When we apply random transformations to images, should we seed the random function such that we always get the same transformations given the same setting?
Yes, using a known seed is always a good idea. It doesn’t hurt anything (because you can always run the same script with several different seeds) and having a deterministic script makes it easier to reproduce your results, and to debug several kinds of problems.
I created a python script to enable easy comparison of the performance of a bunch of models. I find it particularly useful when launching a bunch of jobs on the cluster. There’s a post on my blog describing it’s usage and the code is on my github repository
My blog :
http://plcift6266.wordpress.com/
My code repository :
https://github.com/carriepl/ift6266h13
I added to possibility to sort multiple attributes at the same time. I find it pretty usefull.
Thank you for your script!
This looks like a good script. Would one of you like to make a pull request to the main pylearn2 repository to add it to pylearn2/scripts?
Fred has set up databases for people that want to use jobman. (jobman should not be necessary since you are only using one computer cluster, but it can be helpful for analyzing hyperparameter search experiments)
I can’t post the login information here, because this site is viewable by the public and we only want class students to be able to login.
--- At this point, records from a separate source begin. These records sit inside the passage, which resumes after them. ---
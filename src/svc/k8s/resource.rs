//! # Resource module
//!
//! This module provide helpers on kubernetes [`Resource`]

use std::fmt::Debug;

use kube::{
    api::{Patch, PatchParams},
    Api, Client, Resource, ResourceExt,
};

use serde::{de::DeserializeOwned, Serialize};
use tracing::debug;

// -----------------------------------------------------------------------------
// Helpers functions

/// returns if the resource is considered from kubernetes point of view as deleted
pub fn deleted<T>(obj: &T) -> bool
where
    T: Resource,
{
    obj.meta().deletion_timestamp.is_some()
}

/// returns the namespace and name of the kubernetes resource.
///
/// # Panic
///
/// panic if the namespace or name is null which is impossible btw
pub fn namespaced_name<T>(obj: &T) -> (String, String)
where
    T: ResourceExt,
{
    (
        obj.namespace()
            .expect("resource to be owned by a namespace"),
        obj.name(),
    )
}

/// returns differnce between the two given object serialize as json patch
pub fn diff<T>(origin: &T, modified: &T) -> Result<json_patch::Patch, serde_json::Error>
where
    T: Serialize,
{
    Ok(json_patch::diff(
        &serde_json::to_value(origin)?,
        &serde_json::to_value(modified)?,
    ))
}

/// make a patch request on the given resource using the given patch
pub async fn patch<T>(client: Client, obj: &T, patch: json_patch::Patch) -> Result<T, kube::Error>
where
    T: Resource + DeserializeOwned + Serialize + Clone + Debug,
    <T as Resource>::DynamicType: Default,
{
    let (namespace, name) = namespaced_name(obj);

    if patch.0.is_empty() {
        debug!(name = %name, namespace = %namespace, "skip patch request on resource, no operation to apply");
        return Ok(obj.to_owned());
    }

    debug!(
        name = %name,
        namespace = %namespace,
        patch = %serde_json::to_string(&patch).unwrap_or_default(),
        "execute patch request on resource"
    );
    Api::namespaced(client, &namespace)
        .patch(&name, &PatchParams::default(), &Patch::Json::<T>(patch))
        .await
}

/// make a patch request on the given resource's status using the given patch
pub async fn patch_status<T>(
    client: Client,
    obj: T,
    patch: json_patch::Patch,
) -> Result<T, kube::Error>
where
    T: Resource + DeserializeOwned + Serialize + Clone + Debug,
    <T as Resource>::DynamicType: Default,
{
    let (namespace, name) = namespaced_name(&obj);

    if patch.0.is_empty() {
        debug!(name = %name, namespace = %namespace, "skip patch request on resource's status, no operation to apply");
        return Ok(obj.to_owned());
    }

    debug!(
        name = %name,
        namespace = %namespace,
        patch = %serde_json::to_string(&patch).unwrap_or_default(),
        "execute patch request on resource's status"
    );
    Api::namespaced(client, &namespace)
        .patch_status(&name, &PatchParams::default(), &Patch::Json::<T>(patch))
        .await
}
But I have created a file on the LISA filesystem, /data/lisatmp/ift6266h13/database.txt that gives the login information.
I wrote a simple script to generate yaml files given a template file and a hyper-parameter configuration file.
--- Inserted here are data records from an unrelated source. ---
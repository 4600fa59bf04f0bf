//! # File-based resource store
//!
//! Sidecar-file backing for [`ResourceStore`], used when the operator runs
//! outside a cluster (`data_store = json`, see [`Configuration`]). Each
//! tracked request is represented by up to four files under a single
//! directory, `<id>_info.json` (the desired spec), `<id>_status.json` (the
//! last written status, including the `reconciliationInfo` ledger), `<id>_finalizer`
//! (an empty marker, mirroring the cluster finalizer), and `<id>_delete`
//! (presence means deletion was requested).
//!
//! [`Configuration`]: crate::svc::cfg::Configuration

use std::path::{Path, PathBuf};

use tokio::fs;
use tracing::debug;

use crate::svc::resource::provisioning_request::ProvisioningRequestStatus;
use crate::svc::resource::{ManagedResource, ProvisioningRequest, ProvisioningRequestSpec};
use crate::svc::store::{Classified, FacadeStore, ResourceStore, StoreError};

use async_trait::async_trait;

const INFO_SUFFIX: &str = "_info.json";
const STATUS_SUFFIX: &str = "_status.json";
const FINALIZER_SUFFIX: &str = "_finalizer";
const DELETE_SUFFIX: &str = "_delete";

pub struct JsonStore {
    directory: PathBuf,
}

impl JsonStore {
    pub async fn new(directory: impl Into<PathBuf>) -> Result<Self, StoreError> {
        let directory = directory.into();

        fs::create_dir_all(&directory)
            .await
            .map_err(|err| StoreError::List(format!("failed to create store directory, {err}")))?;

        Ok(Self { directory })
    }

    fn path(&self, id: &str, suffix: &str) -> PathBuf {
        self.directory.join(format!("{id}{suffix}"))
    }

    async fn exists(path: &Path) -> bool {
        fs::metadata(path).await.is_ok()
    }

    /// reads `<id>_status.json`, returning the full persisted status
    /// (including the `reconciliationInfo` ledger) or `None` if nothing has
    /// been written yet.
    async fn load_status(&self, id: &str) -> Result<Option<ProvisioningRequestStatus>, StoreError> {
        let status_path = self.path(id, STATUS_SUFFIX);
        if !Self::exists(&status_path).await {
            return Ok(None);
        }

        let raw = fs::read_to_string(&status_path)
            .await
            .map_err(|err| StoreError::List(format!("failed to read status for '{id}', {err}")))?;

        match serde_json::from_str(&raw) {
            Ok(status) => Ok(Some(status)),
            Err(err) => {
                debug!(id, error = %err, "skipping malformed status file");
                Ok(None)
            }
        }
    }
}

#[async_trait]
impl ResourceStore<ProvisioningRequest> for JsonStore {
    async fn reconcile_list(&self) -> Result<Vec<Classified<ProvisioningRequest>>, StoreError> {
        let mut entries = fs::read_dir(&self.directory)
            .await
            .map_err(|err| StoreError::List(err.to_string()))?;
        let mut out = Vec::new();

        loop {
            let entry = entries
                .next_entry()
                .await
                .map_err(|err| StoreError::List(err.to_string()))?;
            let Some(entry) = entry else { break };

            let file_name = entry.file_name();
            let Some(file_name) = file_name.to_str() else { continue };
            let Some(id) = file_name.strip_suffix(INFO_SUFFIX) else { continue };

            let raw = match fs::read_to_string(entry.path()).await {
                Ok(raw) => raw,
                Err(err) => {
                    debug!(id, error = %err, "skipping unreadable resource info file");
                    continue;
                }
            };
            let spec: ProvisioningRequestSpec = match serde_json::from_str(&raw) {
                Ok(spec) => spec,
                Err(err) => {
                    debug!(id, error = %err, "skipping malformed resource info file");
                    continue;
                }
            };

            let deleting = Self::exists(&self.path(id, DELETE_SUFFIX)).await;
            // the finalizer marker, not an in-memory set, is what makes "new
            // vs current" survive a process restart: it is the same
            // on-disk signal the cluster store reads via `finalizer::contains`.
            let already_tracked = Self::exists(&self.path(id, FINALIZER_SUFFIX)).await;

            let mut record = ProvisioningRequest::new(id, spec.clone());
            record
                .set_init_fields(id, spec)
                .map_err(|err| StoreError::List(format!("failed to init record '{id}', {err}")))?;

            if already_tracked {
                if let Some(status) = self.load_status(id).await? {
                    record.status = Some(status);
                }
            }

            if deleting {
                record.set_delete_flag();
                out.push(Classified::Deleting(record));
            } else if already_tracked {
                out.push(Classified::Current(record));
            } else {
                let finalizer_path = self.path(id, FINALIZER_SUFFIX);
                if let Err(err) = fs::write(&finalizer_path, []).await {
                    debug!(id, error = %err, "failed to write finalizer marker");
                    continue;
                }

                debug!(id, "tracking new provisioning request");
                out.push(Classified::New(record));
            }
        }

        Ok(out)
    }

    async fn update_status(&self, record: &ProvisioningRequest) -> Result<(), StoreError> {
        let id = record.id();
        // the full status, including `extensions.reconciliationInfo`, not
        // just the three-field user-visible `provisioningStatus`: the
        // ledger is what lets the next tick (or a fresh process) resume
        // from where this one left off.
        let status = record.status.clone().unwrap_or_default();

        let rendered = serde_json::to_vec_pretty(&status)
            .map_err(|err| StoreError::UpdateStatus(id.to_string(), err.to_string()))?;

        let final_path = self.path(id, STATUS_SUFFIX);
        let tmp_path = self.directory.join(format!(".{id}.status.tmp"));

        fs::write(&tmp_path, rendered)
            .await
            .map_err(|err| StoreError::UpdateStatus(id.to_string(), err.to_string()))?;
        fs::rename(&tmp_path, &final_path)
            .await
            .map_err(|err| StoreError::UpdateStatus(id.to_string(), err.to_string()))?;

        Ok(())
    }

    async fn evict(&self, record: &ProvisioningRequest) -> Result<(), StoreError> {
        let id = record.id();

        for suffix in [INFO_SUFFIX, STATUS_SUFFIX, FINALIZER_SUFFIX, DELETE_SUFFIX] {
            let path = self.path(id, suffix);
            if Self::exists(&path).await {
                fs::remove_file(&path)
                    .await
                    .map_err(|err| StoreError::Evict(id.to_string(), err.to_string()))?;
            }
        }

        Ok(())
    }
}

impl JsonStore {
    /// reads `<id>_info.json` and, if present, `<id>_status.json`, folding
    /// them into a [`ProvisioningRequest`]. returns `None` if the info file
    /// is absent, the same way a cluster `get` returns `None` on a 404.
    async fn load(&self, id: &str) -> Result<Option<ProvisioningRequest>, StoreError> {
        let info_path = self.path(id, INFO_SUFFIX);
        if !Self::exists(&info_path).await {
            return Ok(None);
        }

        let raw = fs::read_to_string(&info_path)
            .await
            .map_err(|err| StoreError::List(format!("failed to read '{id}', {err}")))?;
        let spec: ProvisioningRequestSpec = serde_json::from_str(&raw)
            .map_err(|err| StoreError::List(format!("failed to parse '{id}', {err}")))?;

        let mut record = ProvisioningRequest::new(id, spec.clone());
        record
            .set_init_fields(id, spec)
            .map_err(|err| StoreError::List(format!("failed to init record '{id}', {err}")))?;

        if let Some(status) = self.load_status(id).await? {
            record.status = Some(status);
        }

        if Self::exists(&self.path(id, DELETE_SUFFIX)).await {
            record.set_delete_flag();
        }

        Ok(Some(record))
    }
}

#[async_trait]
impl FacadeStore for JsonStore {
    async fn create(&self, id: &str, spec: ProvisioningRequestSpec) -> Result<ProvisioningRequest, StoreError> {
        let rendered = serde_json::to_vec_pretty(&spec)
            .map_err(|err| StoreError::List(format!("failed to encode '{id}', {err}")))?;

        fs::write(self.path(id, INFO_SUFFIX), rendered)
            .await
            .map_err(|err| StoreError::List(format!("failed to create '{id}', {err}")))?;

        let mut record = ProvisioningRequest::new(id, spec.clone());
        record
            .set_init_fields(id, spec)
            .map_err(|err| StoreError::List(format!("failed to init record '{id}', {err}")))?;

        Ok(record)
    }

    async fn get(&self, id: &str) -> Result<Option<ProvisioningRequest>, StoreError> {
        self.load(id).await
    }

    async fn list_all(&self) -> Result<Vec<ProvisioningRequest>, StoreError> {
        let mut entries = fs::read_dir(&self.directory)
            .await
            .map_err(|err| StoreError::List(err.to_string()))?;
        let mut out = Vec::new();

        loop {
            let entry = entries
                .next_entry()
                .await
                .map_err(|err| StoreError::List(err.to_string()))?;
            let Some(entry) = entry else { break };

            let file_name = entry.file_name();
            let Some(file_name) = file_name.to_str() else { continue };
            let Some(id) = file_name.strip_suffix(INFO_SUFFIX) else { continue };

            if let Some(record) = self.load(id).await? {
                out.push(record);
            }
        }

        Ok(out)
    }

    async fn request_deletion(&self, id: &str) -> Result<bool, StoreError> {
        if !Self::exists(&self.path(id, INFO_SUFFIX)).await {
            return Ok(false);
        }

        fs::write(self.path(id, DELETE_SUFFIX), [])
            .await
            .map_err(|err| StoreError::List(format!("failed to request deletion of '{id}', {err}")))?;

        Ok(true)
    }
}

#[cfg(test)]
mod tests {
    use super::*;
    use serde_json::json;

    fn spec() -> ProvisioningRequestSpec {
        ProvisioningRequestSpec {
            template_name: "single-node-lpg2".to_string(),
            template_version: "v1".to_string(),
            template_parameters: json!({"node_count": 3}),
            description: String::new(),
        }
    }

    #[tokio::test]
    async fn new_record_is_classified_new_then_current() {
        let dir = tempfile::tempdir().unwrap();
        let store = JsonStore::new(dir.path()).await.unwrap();

        fs::write(
            dir.path().join(format!("req-1{INFO_SUFFIX}")),
            serde_json::to_vec(&spec()).unwrap(),
        )
        .await
        .unwrap();

        let first = store.reconcile_list().await.unwrap();
        assert_eq!(first.len(), 1);
        assert!(matches!(first[0], Classified::New(_)));

        let second = store.reconcile_list().await.unwrap();
        assert_eq!(second.len(), 1);
        assert!(matches!(second[0], Classified::Current(_)));
    }

    #[tokio::test]
    async fn delete_marker_is_classified_deleting() {
        let dir = tempfile::tempdir().unwrap();
        let store = JsonStore::new(dir.path()).await.unwrap();

        fs::write(
            dir.path().join(format!("req-2{INFO_SUFFIX}")),
            serde_json::to_vec(&spec()).unwrap(),
        )
        .await
        .unwrap();
        fs::write(dir.path().join(format!("req-2{DELETE_SUFFIX}")), []).await.unwrap();

        let records = store.reconcile_list().await.unwrap();
        assert_eq!(records.len(), 1);
        assert!(matches!(records[0], Classified::Deleting(_)));
    }

    #[tokio::test]
    async fn update_status_persists_reconciliation_ledger_across_ticks() {
        use crate::svc::resource::{ReconciliationState, SubState};

        let dir = tempfile::tempdir().unwrap();
        let store = JsonStore::new(dir.path()).await.unwrap();

        fs::write(
            dir.path().join(format!("req-9{INFO_SUFFIX}")),
            serde_json::to_vec(&spec()).unwrap(),
        )
        .await
        .unwrap();

        let Classified::New(mut record) = store.reconcile_list().await.unwrap().into_iter().next().unwrap() else {
            panic!("expected a New record on the first tick");
        };

        let info = &mut record.status.as_mut().unwrap().extensions.as_mut().unwrap().reconciliation_info;
        info.transition_to(ReconciliationState::Provisioning, Some(SubState::OperationStart));
        store.update_status(&record).await.unwrap();

        let Classified::Current(record) = store.reconcile_list().await.unwrap().into_iter().next().unwrap() else {
            panic!("expected a Current record once the ledger has advanced past Init");
        };
        let info = &record.status.as_ref().unwrap().extensions.as_ref().unwrap().reconciliation_info;
        assert_eq!(info.reconciliation_state, ReconciliationState::Provisioning);
        assert_eq!(info.sub_state, Some(SubState::OperationStart));
    }

    #[tokio::test]
    async fn evict_removes_all_sidecar_files() {
        let dir = tempfile::tempdir().unwrap();
        let store = JsonStore::new(dir.path()).await.unwrap();

        let mut record = ProvisioningRequest::new("req-3", spec());
        record.set_init_fields("req-3", spec()).unwrap();

        for suffix in [INFO_SUFFIX, STATUS_SUFFIX, FINALIZER_SUFFIX, DELETE_SUFFIX] {
            fs::write(dir.path().join(format!("req-3{suffix}")), []).await.unwrap();
        }

        store.evict(&record).await.unwrap();

        for suffix in [INFO_SUFFIX, STATUS_SUFFIX, FINALIZER_SUFFIX, DELETE_SUFFIX] {
            assert!(!dir.path().join(format!("req-3{suffix}")).exists());
        }
    }

    #[tokio::test]
    async fn facade_create_then_get_round_trips() {
        let dir = tempfile::tempdir().unwrap();
        let store = JsonStore::new(dir.path()).await.unwrap();

        let created = store.create("req-4", spec()).await.unwrap();
        assert_eq!(created.id(), "req-4");

        let fetched = store.get("req-4").await.unwrap().unwrap();
        assert_eq!(fetched.id(), "req-4");
        assert_eq!(fetched.spec, created.spec);
    }

    #[tokio::test]
    async fn facade_get_missing_record_returns_none() {
        let dir = tempfile::tempdir().unwrap();
        let store = JsonStore::new(dir.path()).await.unwrap();

        assert!(store.get("does-not-exist").await.unwrap().is_none());
    }

    #[tokio::test]
    async fn facade_list_all_returns_every_created_record() {
        let dir = tempfile::tempdir().unwrap();
        let store = JsonStore::new(dir.path()).await.unwrap();

        store.create("req-5", spec()).await.unwrap();
        store.create("req-6", spec()).await.unwrap();

        let mut ids: Vec<String> = store
            .list_all()
            .await
            .unwrap()
            .into_iter()
            .map(|record| record.id().to_string())
            .collect();
        ids.sort();

        assert_eq!(ids, vec!["req-5".to_string(), "req-6".to_string()]);
    }

    #[tokio::test]
    async fn facade_request_deletion_writes_marker_and_reports_missing() {
        let dir = tempfile::tempdir().unwrap();
        let store = JsonStore::new(dir.path()).await.unwrap();

        store.create("req-7", spec()).await.unwrap();

        assert!(store.request_deletion("req-7").await.unwrap());
        assert!(dir.path().join(format!("req-7{DELETE_SUFFIX}")).exists());

        assert!(!store.request_deletion("req-8").await.unwrap());
    }
}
bouthilx.wordpress.com/2013/02/21/yaml-file-generator/
https://github.com/bouthilx/ift6266kaggle/tree/master/gen_yaml
Repo : https://github.com/mttdg05/ift6266
Blog : http://ift6266diagnema.wordpress.com/
A further comment about preprocessing:
Pierre-Luc asked me why I made the default to be fit_preprocessor=False, since this seems like it disables learning-based preprocessors.
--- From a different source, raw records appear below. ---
//! # REST v1 backend
//!
//! Thin wire client for the `omc_rest_v1` backend type. The wire transport
//! itself (exact endpoint shapes, multipart upload encoding) is explicitly
//! out of the core scope; this adapter only needs to exist so that
//! `backend_type` selection in configuration is meaningful end-to-end and
//! so the error-classification contract is exercised against real HTTP
//! status codes rather than only the simulator.

use std::time::Duration;

use async_trait::async_trait;
use base64::Engine;
use hyper::{client::HttpConnector, header, Body, Method, Request, StatusCode};
use hyper_tls::HttpsConnector;
use serde::{de::DeserializeOwned, Serialize};

use crate::svc::backend::{
    BackendAdapter, BackendError, ConfigNode, ConfigSetOpts, LcmRequest, ManagedElement,
    TemplateClassification, Workflow,
};

const REQUEST_TIMEOUT: Duration = Duration::from_secs(10);

#[derive(Clone, Debug)]
pub struct RestBackend {
    base_url: String,
    authorization: String,
    client: hyper::Client<HttpsConnector<HttpConnector>>,
}

impl RestBackend {
    pub fn new(base_url: String, username: &str, password: &str) -> Self {
        let token = base64::engine::general_purpose::STANDARD
            .encode(format!("{username}:{password}"));

        Self {
            base_url,
            authorization: format!("Basic {token}"),
            client: hyper::Client::builder().build(HttpsConnector::new()),
        }
    }

    fn classify(status: StatusCode, body: &str) -> BackendError {
        match status {
            StatusCode::NOT_FOUND => BackendError::NotFound(body.to_string()),
            StatusCode::CONFLICT => BackendError::AlreadyExists(body.to_string()),
            s if s.is_server_error() => BackendError::Transient(body.to_string()),
            StatusCode::REQUEST_TIMEOUT | StatusCode::TOO_MANY_REQUESTS => {
                BackendError::Transient(body.to_string())
            }
            _ => BackendError::Permanent(body.to_string()),
        }
    }

    async fn call<B, R>(&self, method: Method, path: &str, body: Option<&B>) -> Result<R, BackendError>
    where
        B: Serialize + Sync,
        R: DeserializeOwned,
    {
        let uri = format!("{}{}", self.base_url, path);
        let payload = match body {
            Some(body) => serde_json::to_vec(body)
                .map_err(|err| BackendError::Permanent(format!("failed to serialize body, {err}")))?,
            None => Vec::new(),
        };

        let req = Request::builder()
            .method(method)
            .uri(&uri)
            .header(header::AUTHORIZATION, &self.authorization)
            .header(header::CONTENT_TYPE, "application/json")
            .body(Body::from(payload))
            .map_err(|err| BackendError::Permanent(format!("failed to build request, {err}")))?;

        let response = tokio::time::timeout(REQUEST_TIMEOUT, self.client.request(req))
            .await
            .map_err(|_| BackendError::Transient(format!("request to {uri} timed out")))?
            .map_err(|err| BackendError::Transient(err.to_string()))?;

        let status = response.status();
        let bytes = hyper::body::to_bytes(response.into_body())
            .await
            .map_err(|err| BackendError::Transient(err.to_string()))?;
        let text = String::from_utf8_lossy(&bytes).to_string();

        if !status.is_success() {
            return Err(Self::classify(status, &text));
        }

        if text.is_empty() {
            return serde_json::from_str("null")
                .map_err(|err| BackendError::Permanent(format!("failed to deserialize empty body, {err}")));
        }

        serde_json::from_str(&text)
            .map_err(|err| BackendError::Permanent(format!("failed to deserialize response, {err}")))
    }
}

#[async_trait]
impl BackendAdapter for RestBackend {
    async fn ensure_auth(&self) -> Result<(), BackendError> {
        // the basic-auth credentials used here do not expire; a bearer-token
        // backend would refresh here when remaining validity < 280s.
        Ok(())
    }

    async fn get_me(&self, name: &str) -> Result<ManagedElement, BackendError> {
        self.call::<(), ManagedElement>(Method::GET, &format!("/managed-elements/{name}"), None)
            .await
    }

    async fn create_me(
        &self,
        name: &str,
        description: &str,
        product: &str,
        flavor: &str,
    ) -> Result<(), BackendError> {
        #[derive(Serialize)]
        struct CreateMe<'a> {
            name: &'a str,
            description: &'a str,
            product: &'a str,
            flavor: &'a str,
        }

        self.call::<_, serde_json::Value>(
            Method::POST,
            "/managed-elements",
            Some(&CreateMe {
                name,
                description,
                product,
                flavor,
            }),
        )
        .await
        .map(|_| ())
    }

    async fn delete_me(&self, name: &str) -> Result<(), BackendError> {
        self.call::<(), serde_json::Value>(
            Method::DELETE,
            &format!("/managed-elements/{name}"),
            None,
        )
        .await
        .map(|_| ())
    }

    async fn get_me_details_from_template(
        &self,
        template_name: &str,
        template_version: &str,
        params: &serde_json::Value,
    ) -> Result<TemplateClassification, BackendError> {
        #[derive(Serialize)]
        struct Payload<'a> {
            template_name: &'a str,
            template_version: &'a str,
            params: &'a serde_json::Value,
        }

        self.call(
            Method::POST,
            "/templates/details",
            Some(&Payload {
                template_name,
                template_version,
                params,
            }),
        )
        .await
    }

    async fn check_template_support(
        &self,
        template_name: &str,
        template_version: &str,
    ) -> Result<(), BackendError> {
        self.call::<(), serde_json::Value>(
            Method::GET,
            &format!("/templates/{template_name}/{template_version}/support"),
            None,
        )
        .await
        .map(|_| ())
    }

    async fn verify_template_params(
        &self,
        template_name: &str,
        template_version: &str,
        params: &serde_json::Value,
    ) -> Result<(), BackendError> {
        #[derive(Serialize)]
        struct Payload<'a> {
            params: &'a serde_json::Value,
        }

        self.call::<_, serde_json::Value>(
            Method::POST,
            &format!("/templates/{template_name}/{template_version}/verify"),
            Some(&Payload { params }),
        )
        .await
        .map(|_| ())
    }

    async fn gen_config_set(
        &self,
        template_name: &str,
        template_version: &str,
        params: &serde_json::Value,
    ) -> Result<ConfigNode, BackendError> {
        #[derive(Serialize)]
        struct Payload<'a> {
            params: &'a serde_json::Value,
        }

        self.call(
            Method::POST,
            &format!("/templates/{template_name}/{template_version}/configset"),
            Some(&Payload { params }),
        )
        .await
    }

    async fn create_config_set(
        &self,
        me_name: &str,
        opts: &ConfigSetOpts,
    ) -> Result<(), BackendError> {
        match self
            .call::<_, serde_json::Value>(
                Method::POST,
                &format!("/managed-elements/{me_name}/config-sets"),
                Some(opts),
            )
            .await
        {
            Ok(_) => Ok(()),
            // idempotent: an already-uploaded config set of the same name is success.
            Err(err) if err.is_already_exists() => Ok(()),
            Err(err) => Err(err),
        }
    }

    async fn upload_config_set_file(
        &self,
        me_name: &str,
        config_set_name: &str,
        commit_message: &str,
        bytes: &[u8],
    ) -> Result<(), BackendError> {
        #[derive(Serialize)]
        struct Payload<'a> {
            commit_message: &'a str,
            content: String,
        }

        self.call::<_, serde_json::Value>(
            Method::PUT,
            &format!("/managed-elements/{me_name}/config-sets/{config_set_name}/file"),
            Some(&Payload {
                commit_message,
                content: base64::engine::general_purpose::STANDARD.encode(bytes),
            }),
        )
        .await
        .map(|_| ())
    }

    async fn run_lcm_operation(&self, request: &LcmRequest) -> Result<String, BackendError> {
        #[derive(serde::Deserialize)]
        struct Response {
            #[serde(rename = "workflowId")]
            workflow_id: String,
        }

        self.call::<_, Response>(Method::POST, "/lcm-operations", Some(request))
            .await
            .map(|res| res.workflow_id)
    }

    async fn get_workflow(&self, id: &str) -> Result<Workflow, BackendError> {
        self.call::<(), Workflow>(Method::GET, &format!("/workflows/{id}"), None)
            .await
    }
}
The answer is that most of the time you run a yaml file, you are training on 80% of the training data, and validating on the remaining 20%. If the preprocessor fits itself in this context, you’ll end up with a preprocessor fit on 80% of the training data. What you probably want to have is a preprocessor fit on all of the training and all of the test data. To do this, you should have a separate script train the preprocessor and save it in a .pkl file. Then use
preprocessor: !pkl: “my_preprocessor.pkl”
to load it in your train experiment. The fit_preprocessor=False default makes sure that you don’t accidentally re-train the preprocessor and blow away everything it learned on the rest of the data.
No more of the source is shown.